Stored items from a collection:

%%

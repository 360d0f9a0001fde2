use super::builder::SymbolTableBuilder;
use docscope_api::models::{Diagnostic, ScanOutput, SourceInput};
use docscope_api::{AssociationConfig, LanguageFrontend};
use rayon::prelude::*;
use tracing::debug;

pub const DEFAULT_BATCH_SIZE: usize = 256;

/// Scan one unit, attach its comments and record its declarations.
///
/// Touches nothing shared but the builder, so units can run concurrently.
pub fn process_unit(
    frontend: &dyn LanguageFrontend,
    input: &SourceInput,
    config: &AssociationConfig,
    builder: &SymbolTableBuilder,
) -> Vec<Diagnostic> {
    let ScanOutput {
        unit,
        mut diagnostics,
    } = frontend.scan(input.file.clone(), &input.text);
    debug!(
        file = %input.file,
        declarations = unit.declarations.len(),
        comments = unit.comments.len(),
        "Scanned unit"
    );
    let associated = frontend.associate(unit, config);
    diagnostics.extend(builder.ingest(associated));
    diagnostics
}

/// Batched parallel driver for the per-unit phase
pub struct IngestPipeline {
    batch_size: usize,
}

impl Default for IngestPipeline {
    fn default() -> Self {
        Self::new(DEFAULT_BATCH_SIZE)
    }
}

impl IngestPipeline {
    pub fn new(batch_size: usize) -> Self {
        Self {
            batch_size: if batch_size == 0 {
                DEFAULT_BATCH_SIZE
            } else {
                batch_size
            },
        }
    }

    /// Runs `stage` over every item, one batch at a time with the items of a
    /// batch in parallel, and hands each batch's outputs (in item order) to
    /// `committer`.
    pub fn execute<T, O, S, C>(&self, items: &[T], stage: S, mut committer: C)
    where
        T: Sync,
        O: Send,
        S: Fn(&T) -> O + Sync,
        C: FnMut(Vec<O>),
    {
        for (batch, chunk) in items.chunks(self.batch_size).enumerate() {
            let outputs: Vec<O> = chunk.par_iter().map(&stage).collect();
            debug!(batch, items = chunk.len(), "Committed batch");
            committer(outputs);
        }
    }
}

#[cfg(test)]
mod tests {
    use super::*;

    #[test]
    fn test_batches_keep_item_order() {
        let items: Vec<usize> = (0..10).collect();
        let mut seen = Vec::new();
        let mut batches = 0;
        IngestPipeline::new(4).execute(
            &items,
            |n| n * 2,
            |outputs| {
                batches += 1;
                seen.extend(outputs);
            },
        );
        assert_eq!(batches, 3);
        assert_eq!(seen, (0..10).map(|n| n * 2).collect::<Vec<_>>());
    }

    #[test]
    fn test_zero_batch_size_falls_back() {
        let items = [1, 2, 3];
        let mut total = 0;
        IngestPipeline::new(0).execute(&items, |n| *n, |outputs| total += outputs.len());
        assert_eq!(total, 3);
    }
}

%%

= WORK REQUIRED =
Return each line of the entries that holds the string "IngestPipeline".

= RESPONSE TO THIS EXERCISE =
pub struct IngestPipeline {
impl Default for IngestPipeline {
impl IngestPipeline {
        IngestPipeline::new(4).execute(
        IngestPipeline::new(0).execute(&items, |n| *n, |outputs| total += outputs.len());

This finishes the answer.